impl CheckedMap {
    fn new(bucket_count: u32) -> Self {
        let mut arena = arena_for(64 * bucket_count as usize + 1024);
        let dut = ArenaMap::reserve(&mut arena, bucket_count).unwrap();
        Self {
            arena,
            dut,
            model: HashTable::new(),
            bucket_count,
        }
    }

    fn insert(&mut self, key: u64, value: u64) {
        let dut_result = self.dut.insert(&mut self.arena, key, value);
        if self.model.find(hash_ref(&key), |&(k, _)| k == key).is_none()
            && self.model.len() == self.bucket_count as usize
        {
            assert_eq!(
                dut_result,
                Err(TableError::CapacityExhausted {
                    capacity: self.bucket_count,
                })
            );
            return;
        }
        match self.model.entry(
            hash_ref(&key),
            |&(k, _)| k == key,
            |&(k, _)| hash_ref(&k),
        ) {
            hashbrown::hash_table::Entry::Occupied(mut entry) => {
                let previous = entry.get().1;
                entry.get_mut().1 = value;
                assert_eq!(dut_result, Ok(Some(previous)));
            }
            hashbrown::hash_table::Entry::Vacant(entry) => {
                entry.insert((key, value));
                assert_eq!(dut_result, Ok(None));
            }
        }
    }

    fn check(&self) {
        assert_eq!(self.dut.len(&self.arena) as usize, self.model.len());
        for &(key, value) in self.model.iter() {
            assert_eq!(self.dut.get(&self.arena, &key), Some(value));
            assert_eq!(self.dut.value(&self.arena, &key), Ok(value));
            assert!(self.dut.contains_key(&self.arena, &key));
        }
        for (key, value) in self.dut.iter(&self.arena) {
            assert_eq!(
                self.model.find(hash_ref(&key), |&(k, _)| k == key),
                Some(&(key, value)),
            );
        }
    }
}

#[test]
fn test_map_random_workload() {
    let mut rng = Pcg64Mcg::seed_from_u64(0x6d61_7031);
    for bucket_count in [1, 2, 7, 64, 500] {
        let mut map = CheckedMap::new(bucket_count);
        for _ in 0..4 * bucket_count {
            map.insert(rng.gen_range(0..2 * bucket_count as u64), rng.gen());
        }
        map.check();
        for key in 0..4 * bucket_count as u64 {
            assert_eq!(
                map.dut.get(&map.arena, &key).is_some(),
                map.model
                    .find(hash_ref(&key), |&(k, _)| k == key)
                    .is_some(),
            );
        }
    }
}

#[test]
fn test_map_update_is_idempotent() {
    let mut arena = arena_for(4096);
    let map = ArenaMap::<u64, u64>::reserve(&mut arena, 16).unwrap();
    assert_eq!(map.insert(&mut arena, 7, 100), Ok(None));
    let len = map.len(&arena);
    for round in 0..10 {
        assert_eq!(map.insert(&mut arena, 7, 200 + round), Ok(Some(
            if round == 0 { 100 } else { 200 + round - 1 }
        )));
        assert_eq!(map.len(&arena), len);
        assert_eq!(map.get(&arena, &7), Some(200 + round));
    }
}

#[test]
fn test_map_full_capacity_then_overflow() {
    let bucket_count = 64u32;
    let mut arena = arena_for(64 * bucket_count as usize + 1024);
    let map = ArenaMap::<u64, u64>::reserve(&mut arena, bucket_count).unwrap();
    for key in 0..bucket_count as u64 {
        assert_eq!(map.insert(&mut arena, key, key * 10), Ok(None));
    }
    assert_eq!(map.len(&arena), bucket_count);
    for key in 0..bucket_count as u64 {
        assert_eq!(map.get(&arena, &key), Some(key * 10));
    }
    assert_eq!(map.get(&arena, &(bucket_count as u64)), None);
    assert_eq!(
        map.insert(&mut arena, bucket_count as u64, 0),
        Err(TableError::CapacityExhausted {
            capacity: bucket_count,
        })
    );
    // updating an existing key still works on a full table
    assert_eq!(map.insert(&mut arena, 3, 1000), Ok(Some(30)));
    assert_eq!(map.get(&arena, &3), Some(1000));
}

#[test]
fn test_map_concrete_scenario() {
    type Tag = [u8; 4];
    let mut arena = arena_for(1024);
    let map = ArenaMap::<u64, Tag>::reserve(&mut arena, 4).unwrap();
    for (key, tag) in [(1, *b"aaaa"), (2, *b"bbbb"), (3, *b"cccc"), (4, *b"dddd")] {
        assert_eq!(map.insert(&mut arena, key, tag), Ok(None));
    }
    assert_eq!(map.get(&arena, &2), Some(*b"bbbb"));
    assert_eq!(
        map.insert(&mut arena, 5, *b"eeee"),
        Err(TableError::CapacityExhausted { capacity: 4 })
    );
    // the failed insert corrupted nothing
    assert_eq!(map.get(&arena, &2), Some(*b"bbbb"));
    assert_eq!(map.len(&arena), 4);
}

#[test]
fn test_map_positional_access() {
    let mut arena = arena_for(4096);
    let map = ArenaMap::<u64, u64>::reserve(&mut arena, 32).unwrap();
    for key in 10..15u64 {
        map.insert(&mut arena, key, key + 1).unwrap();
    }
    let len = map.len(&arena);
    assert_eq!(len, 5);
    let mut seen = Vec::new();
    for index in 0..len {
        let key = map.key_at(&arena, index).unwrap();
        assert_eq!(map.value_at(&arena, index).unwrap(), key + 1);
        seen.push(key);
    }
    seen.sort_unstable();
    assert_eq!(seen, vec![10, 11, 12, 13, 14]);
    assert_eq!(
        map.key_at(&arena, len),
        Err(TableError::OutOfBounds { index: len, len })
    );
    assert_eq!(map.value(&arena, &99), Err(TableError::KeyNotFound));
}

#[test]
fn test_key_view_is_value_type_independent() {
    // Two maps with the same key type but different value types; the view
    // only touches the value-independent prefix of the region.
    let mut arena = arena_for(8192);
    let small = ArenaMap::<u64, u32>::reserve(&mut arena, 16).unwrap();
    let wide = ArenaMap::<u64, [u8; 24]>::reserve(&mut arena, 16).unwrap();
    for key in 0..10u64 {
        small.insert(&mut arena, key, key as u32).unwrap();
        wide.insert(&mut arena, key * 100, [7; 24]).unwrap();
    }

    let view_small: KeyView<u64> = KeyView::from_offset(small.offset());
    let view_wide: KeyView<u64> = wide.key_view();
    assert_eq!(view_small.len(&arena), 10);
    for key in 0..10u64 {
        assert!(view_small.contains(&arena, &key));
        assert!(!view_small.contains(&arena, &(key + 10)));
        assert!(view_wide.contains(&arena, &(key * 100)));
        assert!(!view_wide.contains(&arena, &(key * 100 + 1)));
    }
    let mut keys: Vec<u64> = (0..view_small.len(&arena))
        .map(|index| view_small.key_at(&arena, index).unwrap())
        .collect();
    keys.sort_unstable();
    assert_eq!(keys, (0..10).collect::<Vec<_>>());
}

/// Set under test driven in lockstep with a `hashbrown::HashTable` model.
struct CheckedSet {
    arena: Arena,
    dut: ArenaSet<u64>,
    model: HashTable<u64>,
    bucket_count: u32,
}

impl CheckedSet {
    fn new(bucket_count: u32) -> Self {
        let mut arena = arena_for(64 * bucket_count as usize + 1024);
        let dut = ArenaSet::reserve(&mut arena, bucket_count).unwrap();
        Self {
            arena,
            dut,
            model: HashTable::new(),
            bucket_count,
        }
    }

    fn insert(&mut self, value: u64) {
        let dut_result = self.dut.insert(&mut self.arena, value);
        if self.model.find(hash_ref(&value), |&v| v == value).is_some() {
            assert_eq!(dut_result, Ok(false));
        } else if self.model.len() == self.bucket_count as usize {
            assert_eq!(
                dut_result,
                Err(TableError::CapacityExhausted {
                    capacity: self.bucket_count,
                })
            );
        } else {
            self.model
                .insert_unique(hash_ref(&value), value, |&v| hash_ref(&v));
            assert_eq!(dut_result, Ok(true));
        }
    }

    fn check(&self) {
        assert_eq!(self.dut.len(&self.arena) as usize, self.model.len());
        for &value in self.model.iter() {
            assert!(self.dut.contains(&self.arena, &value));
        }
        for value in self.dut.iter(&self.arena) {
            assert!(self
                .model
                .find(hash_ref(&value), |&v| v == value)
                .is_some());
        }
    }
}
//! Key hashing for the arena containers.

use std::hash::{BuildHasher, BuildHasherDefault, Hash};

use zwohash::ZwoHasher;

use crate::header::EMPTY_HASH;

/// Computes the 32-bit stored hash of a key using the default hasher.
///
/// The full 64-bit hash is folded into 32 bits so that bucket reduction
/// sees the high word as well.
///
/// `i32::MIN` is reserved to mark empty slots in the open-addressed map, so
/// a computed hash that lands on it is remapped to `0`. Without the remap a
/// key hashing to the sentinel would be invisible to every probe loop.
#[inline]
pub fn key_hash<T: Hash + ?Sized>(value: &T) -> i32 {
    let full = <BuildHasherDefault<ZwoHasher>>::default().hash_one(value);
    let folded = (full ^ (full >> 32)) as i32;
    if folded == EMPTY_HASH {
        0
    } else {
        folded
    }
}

---+---

Required work: Filter the data for the string "BuildHasherDefault". Copy each matching line.

Solution for this exercise:
use std::hash::{BuildHasher, BuildHasherDefault, Hash};
    let full = <BuildHasherDefault<ZwoHasher>>::default().hash_one(value);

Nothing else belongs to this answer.